>>>
//! Core of locrisk: the tagged-line localization format, localization risk
//! scanning and the CSV audit report.
//!
//! # Example
//!
//! ```
//! use locrisk::{ProcessedEntry, parse, scan, serialize, to_csv};
//!
//! let parsed = parse("[LanguageID] en-US\n[StringKey] K1\n[Value] Hello\n");
//! let entry = &parsed.entries[0];
//!
//! let translated = "مرحبا".to_string();
//! let risks = scan(&entry.original_value, &translated, "ar-SA");
//! let processed = vec![ProcessedEntry::new(entry, "ar-SA", translated, risks)];
//!
//! let text = serialize(&processed, "ar-SA", &parsed.metadata);
//! assert!(text.starts_with("[LanguageID] ar-SA\n"));
//! assert!(to_csv(&processed).unwrap().contains("RTL_ALERT"));
//! ```

pub mod entry;
pub mod error;
pub mod languages;
pub mod parser;
pub mod report;
pub mod scanner;
pub mod serializer;

pub use entry::{
    LocalizationEntry, ParseMetadata, ParseResult, ProcessedEntry, RiskKind, RiskWarning,
    generate_id,
};
pub use error::{ReportError, SelectionError};
pub use languages::{
    CatalogLanguage, LanguageOption, LanguageSelection, TARGET_LANGUAGES, find_language,
};
pub use parser::{Parser, parse};
pub use report::{CSV_HEADER, PASS, RiskSummary, to_csv};
pub use scanner::{FormattingCheck, LocaleProfile, RiskScanner, scan};
pub use serializer::{SerializeOptions, group_by_language, serialize, serialize_with_options};
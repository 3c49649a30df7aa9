//! Supported target languages and resolution of a language selection.

use icu_locale::Locale;
use serde::Serialize;

use crate::error::SelectionError;

#[derive(Debug, Clone, PartialEq, Eq, Serialize)]
pub struct LanguageOption {
    pub label: String,
    pub code: String,
}

impl LanguageOption {
    pub fn new(label: &str, code: &str) -> Self {
        LanguageOption {
            label: label.to_string(),
            code: code.to_string(),
        }
    }
}

/// Static catalog entry
#[derive(Debug, Clone, Copy, PartialEq, Eq)]
pub struct CatalogLanguage {
    pub label: &'static str,
    pub code: &'static str,
}

impl From<&CatalogLanguage> for LanguageOption {
    fn from(language: &CatalogLanguage) -> Self {
        LanguageOption::new(language.label, language.code)
    }
}

pub const TARGET_LANGUAGES: &[CatalogLanguage] = &[
    CatalogLanguage { label: "English (US)", code: "en-US" },
    CatalogLanguage { label: "English (UK)", code: "en-GB" },
    CatalogLanguage { label: "Deutsch", code: "de-DE" },
    CatalogLanguage { label: "Français", code: "fr-FR" },
    CatalogLanguage { label: "Español (España)", code: "es-ES" },
    CatalogLanguage { label: "Español (LatAm)", code: "es-419" },
    CatalogLanguage { label: "Português (Brasil)", code: "pt-BR" },
    CatalogLanguage { label: "Português (Portugal)", code: "pt-PT" },
    CatalogLanguage { label: "Русский", code: "ru-RU" },
    CatalogLanguage { label: "Polski", code: "pl-PL" },
    CatalogLanguage { label: "Türkçe", code: "tr-TR" },
    CatalogLanguage { label: "Italiano", code: "it-IT" },
    CatalogLanguage { label: "Tiếng Việt", code: "vi-VN" },
    CatalogLanguage { label: "中文 (简体)", code: "zh-CN" },
    CatalogLanguage { label: "中文 (繁体)", code: "zh-TW" },
    CatalogLanguage { label: "日本語", code: "ja-JP" },
    CatalogLanguage { label: "한국어", code: "ko-KR" },
    CatalogLanguage { label: "العربية", code: "ar-SA" },
];

/// Look up a catalog language by code, ignoring case
pub fn find_language(code: &str) -> Option<&'static CatalogLanguage> {
    TARGET_LANGUAGES
        .iter()
        .find(|language| language.code.eq_ignore_ascii_case(code))
}

/// Which target languages a run should cover
#[derive(Debug, Clone, PartialEq, Eq)]
pub enum LanguageSelection {
    Single(String),
    Custom(Vec<String>),
    All,
}

impl LanguageSelection {
    /// Build a selection from command-line style input: `all` wins, one code is
    /// `Single`, several are `Custom`.
    pub fn from_codes(codes: &[String], all: bool) -> Self {
        match (all, codes) {
            (true, _) => LanguageSelection::All,
            (false, [code]) => LanguageSelection::Single(code.clone()),
            _ => LanguageSelection::Custom(codes.to_vec()),
        }
    }

    /// Resolve to concrete languages in processing order.
    ///
    /// Codes outside the catalog are accepted when they are well-formed
    /// BCP-47 tags and keep their code as label.
    pub fn resolve(&self) -> Result<Vec<LanguageOption>, SelectionError> {
        let resolved = match self {
            LanguageSelection::All => TARGET_LANGUAGES.iter().map(LanguageOption::from).collect(),
            LanguageSelection::Single(code) => vec![resolve_code(code)?],
            LanguageSelection::Custom(codes) => {
                let mut languages: Vec<LanguageOption> = Vec::with_capacity(codes.len());
                for code in codes {
                    let language = resolve_code(code)?;
                    if !languages.iter().any(|l| l.code == language.code) {
                        languages.push(language);
                    }
                }
                languages
            }
        };

        if resolved.is_empty() {
            return Err(SelectionError::NoTargetLanguage);
        }
        Ok(resolved)
    }
}

fn resolve_code(code: &str) -> Result<LanguageOption, SelectionError> {
    let code = code.trim();
    if let Some(language) = find_language(code) {
        return Ok(language.into());
    }
    if code.is_empty() {
        return Err(SelectionError::NoTargetLanguage);
    }
    code.parse::<Locale>()
        .map(|locale| {
            let canonical = locale.to_string();
            LanguageOption::new(&canonical, &canonical)
        })
        .map_err(|_| SelectionError::InvalidLanguage(code.to_string()))
}
use thiserror::Error;

/// Caller-level validation errors raised before any work starts
#[derive(Debug, Clone, PartialEq, Eq, Error)]
pub enum SelectionError {
    #[error("no target language selected")]
    NoTargetLanguage,
    #[error("invalid language code: {0}")]
    InvalidLanguage(String),
}

#[derive(Debug, Error)]
pub enum ReportError {
    #[error("failed to write CSV report: {0}")]
    Csv(#[from] csv::Error),
    #[error("CSV report is not valid UTF-8: {0}")]
    Encoding(#[from] std::string::FromUtf8Error),
    #[error("failed to finish CSV report: {0}")]
    Io(#[from] std::io::Error),
}
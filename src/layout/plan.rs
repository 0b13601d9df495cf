//! Canvas metrics and tile placement positions

use crate::layout::grid::GridShape;

/// Derived layout for one collage: row heights, canvas size, and the
/// top-left position of every tile
///
/// Built once per build call from the resized tile dimensions; never
/// persisted. Positions follow input order, left-to-right then
/// top-to-bottom.
#[derive(Debug, Clone)]
pub struct LayoutPlan {
    shape: GridShape,
    row_heights: Vec<u32>,
    positions: Vec<(u32, u32)>,
    canvas_width: u32,
    canvas_height: u32,
    margin: u32,
}

impl LayoutPlan {
    /// Compute the layout for resized tiles of the given dimensions
    ///
    /// `tile_dims` must be in input order; it is chunked into rows of
    /// `shape.cols` entries. The canvas width normally assumes the nominal
    /// `target_width` per column even when the height cap shrank a tile
    /// below it, leaving a gap before the next column. `strict_width`
    /// instead sizes the canvas from the widest actual row content.
    pub fn new(
        shape: GridShape,
        tile_dims: &[(u32, u32)],
        margin: u32,
        target_width: u32,
        strict_width: bool,
    ) -> Self {
        let cols = shape.cols.max(1);

        let mut row_heights = Vec::with_capacity(shape.rows);
        let mut positions = Vec::with_capacity(tile_dims.len());
        let mut cursor_y = margin;

        for row in tile_dims.chunks(cols) {
            let row_height = row.iter().map(|&(_, height)| height).max().unwrap_or(0);

            let mut cursor_x = margin;
            for &(width, _) in row {
                positions.push((cursor_x, cursor_y));
                cursor_x += width + margin;
            }

            row_heights.push(row_height);
            cursor_y += row_height + margin;
        }

        let rows = row_heights.len() as u32;
        let canvas_height = row_heights.iter().sum::<u32>() + margin * (rows + 1);

        let col_count = cols as u32;
        let canvas_width = if strict_width {
            tile_dims
                .chunks(cols)
                .map(|row| {
                    row.iter().map(|&(width, _)| width).sum::<u32>()
                        + margin * (row.len() as u32 + 1)
                })
                .max()
                .unwrap_or(margin * 2)
        } else {
            target_width * col_count + margin * (col_count + 1)
        };

        Self {
            shape,
            row_heights,
            positions,
            canvas_width,
            canvas_height,
            margin,
        }
    }

    /// The grid shape this plan was built for
    pub const fn shape(&self) -> GridShape {
        self.shape
    }

    /// Tallest tile height per row, in row order
    pub fn row_heights(&self) -> &[u32] {
        &self.row_heights
    }

    /// Top-left corner of every tile, in input order
    pub fn positions(&self) -> &[(u32, u32)] {
        &self.positions
    }

    /// Canvas width in pixels
    pub const fn canvas_width(&self) -> u32 {
        self.canvas_width
    }

    /// Canvas height in pixels
    pub const fn canvas_height(&self) -> u32 {
        self.canvas_height
    }

    /// Gap between tiles and around the border, in pixels
    pub const fn margin(&self) -> u32 {
        self.margin
    }
}
//! Immutable build request and parameter validation

use crate::io::configuration::{DEFAULT_MARGIN, DEFAULT_TARGET_WIDTH};
use crate::io::error::{CollageError, Result, invalid_parameter};
use std::path::PathBuf;

/// Everything one build call needs, fixed up front
///
/// The builder holds no ambient state; callers construct a request and
/// pass it to [`crate::builder::build()`]. Fields are plain so callers can
/// adjust individual parameters after [`CollageRequest::new`].
#[derive(Debug, Clone)]
pub struct CollageRequest {
    /// Source images in placement order
    pub image_paths: Vec<PathBuf>,
    /// Where to write the collage; format follows the extension
    pub output_path: PathBuf,
    /// Gap between tiles and around the border, in pixels
    pub margin: u32,
    /// Nominal tile width, in pixels
    pub target_width: u32,
    /// Size the canvas from actual tile widths instead of the nominal width
    pub strict_width: bool,
}

impl CollageRequest {
    /// Create a request with default margin and tile width
    pub fn new(image_paths: Vec<PathBuf>, output_path: PathBuf) -> Self {
        Self {
            image_paths,
            output_path,
            margin: DEFAULT_MARGIN,
            target_width: DEFAULT_TARGET_WIDTH,
            strict_width: false,
        }
    }

    /// Check the request before any file is touched
    ///
    /// # Errors
    ///
    /// Returns `EmptyInput` when no image paths were supplied, and
    /// `InvalidParameter` when the target width is zero. Any positive
    /// width is accepted here; range limits are the caller's concern.
    pub fn validate(&self) -> Result<()> {
        if self.image_paths.is_empty() {
            return Err(CollageError::EmptyInput);
        }

        if self.target_width == 0 {
            return Err(invalid_parameter(
                "target_width",
                &self.target_width,
                &"tile width must be positive",
            ));
        }

        Ok(())
    }
}
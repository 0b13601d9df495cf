//! Source image decoding and collage export with format dispatch

use crate::io::configuration::JPEG_QUALITY;
use crate::io::error::{CollageError, Result, WithPath};
use image::codecs::jpeg::JpegEncoder;
use image::{DynamicImage, GenericImageView, ImageFormat, RgbImage};
use std::fs::File;
use std::io::BufWriter;
use std::path::{Path, PathBuf};

/// A decoded source image paired with the path it was loaded from
///
/// The path is retained so later failures and diagnostics can name the
/// offending file.
#[derive(Debug, Clone)]
pub struct SourceImage {
    path: PathBuf,
    image: DynamicImage,
}

impl SourceImage {
    /// Wrap an already decoded image with its origin path
    pub fn new(path: impl Into<PathBuf>, image: DynamicImage) -> Self {
        Self {
            path: path.into(),
            image,
        }
    }

    /// Path the image was loaded from
    pub fn path(&self) -> &Path {
        &self.path
    }

    /// Width in pixels
    pub fn width(&self) -> u32 {
        self.image.width()
    }

    /// Height in pixels
    pub fn height(&self) -> u32 {
        self.image.height()
    }

    /// `(width, height)` in pixels
    pub fn dimensions(&self) -> (u32, u32) {
        self.image.dimensions()
    }

    /// Copy of the pixel data as an RGB buffer
    ///
    /// Alpha channels are discarded; the collage canvas is opaque.
    pub fn to_rgb(&self) -> RgbImage {
        self.image.to_rgb8()
    }
}

/// Decode a single image from disk
///
/// # Errors
///
/// Returns `ImageLoad` naming the path if the file cannot be opened or
/// decoded as an image.
pub fn load_source(path: &Path) -> Result<SourceImage> {
    let image = image::open(path).map_err(|e| CollageError::ImageLoad {
        path: path.to_path_buf(),
        source: e,
    })?;

    Ok(SourceImage::new(path, image))
}

/// Decode every path into a source image, preserving input order
///
/// Loading stops at the first failure so a bad path aborts the whole build
/// before anything is written.
///
/// # Errors
///
/// Returns `ImageLoad` naming the first path that cannot be decoded.
pub fn load_sources(paths: &[PathBuf]) -> Result<Vec<SourceImage>> {
    paths.iter().map(|path| load_source(path)).collect()
}

/// Encode the finished canvas to the output path
///
/// The format follows the path's extension. JPEG output is written at
/// quality 95; other formats use their codec defaults. The parent directory
/// is created recursively when missing.
///
/// # Errors
///
/// Returns an error if:
/// - The extension does not map to a supported image format
/// - The parent directory cannot be created
/// - The file cannot be created or the encode fails
pub fn save_collage(canvas: &RgbImage, output_path: &Path) -> Result<()> {
    let format =
        ImageFormat::from_path(output_path).map_err(|e| CollageError::ImageExport {
            path: output_path.to_path_buf(),
            source: e,
        })?;

    if let Some(parent) = output_path.parent() {
        if !parent.as_os_str().is_empty() {
            std::fs::create_dir_all(parent).with_operation("create directory", parent)?;
        }
    }

    if format == ImageFormat::Jpeg {
        let file =
            File::create(output_path).with_operation("create file", output_path)?;
        let writer = BufWriter::new(file);
        let encoder = JpegEncoder::new_with_quality(writer, JPEG_QUALITY);
        canvas
            .write_with_encoder(encoder)
            .map_err(|e| CollageError::ImageExport {
                path: output_path.to_path_buf(),
                source: e,
            })?;
    } else {
        canvas
            .save(output_path)
            .map_err(|e| CollageError::ImageExport {
                path: output_path.to_path_buf(),
                source: e,
            })?;
    }

    Ok(())
}
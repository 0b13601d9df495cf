//! White canvas allocation and the tile paste walk

use crate::io::configuration::BACKGROUND_COLOR;
use crate::layout::plan::LayoutPlan;
use crate::layout::resize::Tile;
use image::{Rgb, RgbImage, imageops};

/// Composite resized tiles onto a fresh canvas
///
/// Allocates a canvas of the plan's dimensions filled with the background
/// color, then pastes each tile at its planned position. Tiles keep their
/// actual, possibly cap-adjusted, sizes; they are never stretched to fill
/// a uniform cell, so a narrow tile leaves background visible before the
/// next column.
pub fn render(plan: &LayoutPlan, tiles: &[Tile]) -> RgbImage {
    let mut canvas = RgbImage::from_pixel(
        plan.canvas_width(),
        plan.canvas_height(),
        Rgb(BACKGROUND_COLOR),
    );

    for (tile, &(x, y)) in tiles.iter().zip(plan.positions()) {
        imageops::replace(&mut canvas, tile.image(), i64::from(x), i64::from(y));
    }

    canvas
}
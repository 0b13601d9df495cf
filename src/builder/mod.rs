//! Collage build orchestration
//!
//! The single entry point callers need: a [`CollageRequest`] describing
//! what to build, and [`build()`] to run the whole load, layout,
//! composite, and save sequence as one blocking call.

/// The one-call build sequence and its summary
pub mod build;
/// Immutable build request and validation
pub mod request;

pub use build::{CollageSummary, assemble, build};
pub use request::CollageRequest;
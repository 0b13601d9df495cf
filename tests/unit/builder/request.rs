//! Tests for build request defaults and validation

#[cfg(test)]
mod tests {
    use gridcollage::CollageError;
    use gridcollage::builder::request::CollageRequest;
    use std::path::PathBuf;

    fn request_with_one_path() -> CollageRequest {
        CollageRequest::new(vec![PathBuf::from("a.png")], PathBuf::from("out.png"))
    }

    // Tests the documented defaults are applied
    // Verified by changing the default constants
    #[test]
    fn test_new_applies_defaults() {
        let request = request_with_one_path();

        assert_eq!(request.margin, 10);
        assert_eq!(request.target_width, 800);
        assert!(!request.strict_width);
        assert_eq!(request.output_path, PathBuf::from("out.png"));
    }

    // Tests an empty image list is rejected before any file is touched
    // Verified by moving the check after loading
    #[test]
    fn test_validate_empty_paths() {
        let request = CollageRequest::new(Vec::new(), PathBuf::from("out.png"));

        match request.validate() {
            Err(CollageError::EmptyInput) => {}
            other => unreachable!("Expected EmptyInput, got {other:?}"),
        }
    }

    // Tests a zero tile width is rejected with the parameter named
    // Verified by validating against the CLI range instead
    #[test]
    fn test_validate_zero_width() {
        let mut request = request_with_one_path();
        request.target_width = 0;

        match request.validate() {
            Err(CollageError::InvalidParameter { parameter, .. }) => {
                assert_eq!(parameter, "target_width");
            }
            other => unreachable!("Expected InvalidParameter, got {other:?}"),
        }
    }

    // Tests the builder accepts any positive width; range limits belong to
    // the caller
    // Verified by enforcing the CLI range here
    #[test]
    fn test_validate_accepts_any_positive_width() {
        let mut request = request_with_one_path();

        request.target_width = 1;
        assert!(request.validate().is_ok());

        request.target_width = 100_000;
        assert!(request.validate().is_ok());
    }

    // Tests a zero margin is valid
    // Verified by requiring a positive margin
    #[test]
    fn test_validate_accepts_zero_margin() {
        let mut request = request_with_one_path();
        request.margin = 0;

        assert!(request.validate().is_ok());
    }
}
//! Tests for grid shape selection across image counts

#[cfg(test)]
mod tests {
    use gridcollage::CollageError;
    use gridcollage::layout::grid::{GridShape, grid_shape};

    // Tests zero images are rejected before any layout happens
    // Verified by returning a 0x0 shape instead of an error
    #[test]
    fn test_zero_images_is_empty_input() {
        match grid_shape(0) {
            Err(CollageError::EmptyInput) => {}
            other => unreachable!("Expected EmptyInput, got {other:?}"),
        }
    }

    // Tests one and two images sit side by side, never stacked
    // Verified by applying the square-root rule to small counts
    #[test]
    fn test_small_counts_stay_in_a_single_row() {
        assert_eq!(grid_shape(1).ok(), Some(GridShape { rows: 1, cols: 1 }));
        assert_eq!(grid_shape(2).ok(), Some(GridShape { rows: 1, cols: 2 }));
    }

    // Tests the first count that leaves a partial trailing row
    // Verified by swapping the rows and cols derivation order
    #[test]
    fn test_three_images_use_two_by_two() {
        assert_eq!(grid_shape(3).ok(), Some(GridShape { rows: 2, cols: 2 }));
    }

    // Tests perfect squares fill their grid exactly
    // Verified by off-by-one in the ceiling of the square root
    #[test]
    fn test_perfect_squares_fill_the_grid() {
        assert_eq!(grid_shape(4).ok(), Some(GridShape { rows: 2, cols: 2 }));
        assert_eq!(grid_shape(9).ok(), Some(GridShape { rows: 3, cols: 3 }));
        assert_eq!(grid_shape(16).ok(), Some(GridShape { rows: 4, cols: 4 }));
    }

    // Tests columns are chosen first so the remainder lands in the last row
    // Verified by computing rows before cols
    #[test]
    fn test_remainder_lands_in_last_row() {
        assert_eq!(grid_shape(5).ok(), Some(GridShape { rows: 2, cols: 3 }));
        assert_eq!(grid_shape(7).ok(), Some(GridShape { rows: 3, cols: 3 }));
        assert_eq!(grid_shape(10).ok(), Some(GridShape { rows: 3, cols: 4 }));
        assert_eq!(grid_shape(12).ok(), Some(GridShape { rows: 3, cols: 4 }));
    }

    // Tests the shape invariants over a range of counts: capacity covers
    // every image and no fully empty trailing row exists
    // Verified by loosening either bound
    #[test]
    fn test_capacity_invariants_hold() {
        for count in 1..=100 {
            let shape = match grid_shape(count) {
                Ok(shape) => shape,
                Err(error) => unreachable!("Shape failed for {count}: {error}"),
            };

            assert!(shape.rows >= 1);
            assert!(shape.cols >= 1);
            assert!(
                shape.capacity() >= count,
                "{count} images do not fit {shape:?}"
            );
            assert!(
                (shape.rows - 1) * shape.cols < count,
                "empty trailing row for {count} images in {shape:?}"
            );

            if count <= 2 {
                assert_eq!(shape.rows, 1);
            }
        }
    }
}
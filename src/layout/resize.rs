//! Aspect-preserving tile resize with a fixed height cap

use crate::io::configuration::{MAX_TILE_HEIGHT, MIN_TILE_DIMENSION};
use crate::io::image::SourceImage;
use image::RgbImage;
use image::imageops::{self, FilterType};

/// A source image resized for placement on the collage canvas
#[derive(Debug, Clone)]
pub struct Tile {
    image: RgbImage,
}

impl Tile {
    /// Wrap an already resized pixel buffer
    pub const fn from_image(image: RgbImage) -> Self {
        Self { image }
    }

    /// Width in pixels
    pub fn width(&self) -> u32 {
        self.image.width()
    }

    /// Height in pixels
    pub fn height(&self) -> u32 {
        self.image.height()
    }

    /// `(width, height)` in pixels
    pub fn dimensions(&self) -> (u32, u32) {
        self.image.dimensions()
    }

    /// The resized pixel data
    pub const fn image(&self) -> &RgbImage {
        &self.image
    }
}

/// Compute the resized dimensions for one tile
///
/// The image is scaled to `target_width` preserving its aspect ratio. When
/// that would make the tile taller than [`MAX_TILE_HEIGHT`], the cap wins:
/// the height is pinned to the cap and the width shrinks to keep the ratio.
/// Both dimensions are floored at one pixel so extreme ratios cannot
/// produce an empty tile.
pub fn scaled_dimensions(width: u32, height: u32, target_width: u32) -> (u32, u32) {
    let aspect_ratio = f64::from(width) / f64::from(height);
    let new_height = (f64::from(target_width) / aspect_ratio).round() as u32;

    if new_height > MAX_TILE_HEIGHT {
        let capped_width = (f64::from(MAX_TILE_HEIGHT) * aspect_ratio).round() as u32;
        (capped_width.max(MIN_TILE_DIMENSION), MAX_TILE_HEIGHT)
    } else {
        (target_width, new_height.max(MIN_TILE_DIMENSION))
    }
}

/// Resize a source image into a tile
///
/// Resampling uses the Lanczos3 filter; the smoothing matters for the
/// downscales this tool mostly performs.
pub fn resize_tile(source: &SourceImage, target_width: u32) -> Tile {
    let (new_width, new_height) =
        scaled_dimensions(source.width(), source.height(), target_width);
    let resized = imageops::resize(
        &source.to_rgb(),
        new_width,
        new_height,
        FilterType::Lanczos3,
    );

    Tile::from_image(resized)
}
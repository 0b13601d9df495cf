//! The load, layout, composite, and save sequence

use crate::builder::request::CollageRequest;
use crate::compose::canvas::render;
use crate::io::error::{Result, invalid_parameter};
use crate::io::image::{SourceImage, load_sources, save_collage};
use crate::layout::grid::{GridShape, grid_shape};
use crate::layout::plan::LayoutPlan;
use crate::layout::resize::{Tile, resize_tile};
use image::RgbImage;
use std::path::PathBuf;

/// What a successful build produced
#[derive(Debug, Clone)]
pub struct CollageSummary {
    /// Grid shape the images were arranged in
    pub shape: GridShape,
    /// Canvas width in pixels
    pub canvas_width: u32,
    /// Canvas height in pixels
    pub canvas_height: u32,
    /// Number of tiles placed
    pub tile_count: usize,
    /// Path the collage was written to
    pub output_path: PathBuf,
}

/// Lay out and composite already loaded sources into a canvas
///
/// This is the pure middle of the build: grid shape selection, per-image
/// resize, canvas planning, and the paste walk. Nothing is written; the
/// caller decides what to do with the canvas. The CLI drives this
/// directly so it can report progress around the load stage it owns
/// instead of going through [`build()`].
///
/// # Errors
///
/// Returns `EmptyInput` when `sources` is empty and `InvalidParameter`
/// when `target_width` is zero.
pub fn assemble(
    sources: &[SourceImage],
    margin: u32,
    target_width: u32,
    strict_width: bool,
) -> Result<(LayoutPlan, RgbImage)> {
    if target_width == 0 {
        return Err(invalid_parameter(
            "target_width",
            &target_width,
            &"tile width must be positive",
        ));
    }

    let shape = grid_shape(sources.len())?;

    let tiles: Vec<Tile> = sources
        .iter()
        .map(|source| resize_tile(source, target_width))
        .collect();
    let tile_dims: Vec<(u32, u32)> = tiles.iter().map(Tile::dimensions).collect();

    let plan = LayoutPlan::new(shape, &tile_dims, margin, target_width, strict_width);
    let canvas = render(&plan, &tiles);

    Ok((plan, canvas))
}

/// Build a collage from source paths and write it to disk
///
/// One blocking call: validate, decode every source in order, lay out,
/// composite, and save. Decoding happens strictly before the canvas is
/// allocated, so a bad source never leaves a partial output file behind.
///
/// # Errors
///
/// Returns an error if:
/// - The request fails validation (`EmptyInput`, `InvalidParameter`)
/// - Any source cannot be decoded (`ImageLoad`, naming the path)
/// - The output cannot be written (`FileSystem`, `ImageExport`)
pub fn build(request: &CollageRequest) -> Result<CollageSummary> {
    request.validate()?;

    let sources = load_sources(&request.image_paths)?;
    let (plan, canvas) = assemble(
        &sources,
        request.margin,
        request.target_width,
        request.strict_width,
    )?;

    save_collage(&canvas, &request.output_path)?;

    Ok(CollageSummary {
        shape: plan.shape(),
        canvas_width: plan.canvas_width(),
        canvas_height: plan.canvas_height(),
        tile_count: sources.len(),
        output_path: request.output_path.clone(),
    })
}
<<<
### [Work required]
Reply with the number of lines in the entries that hold the word "walk", and add no other words.

### [Exercise response]
2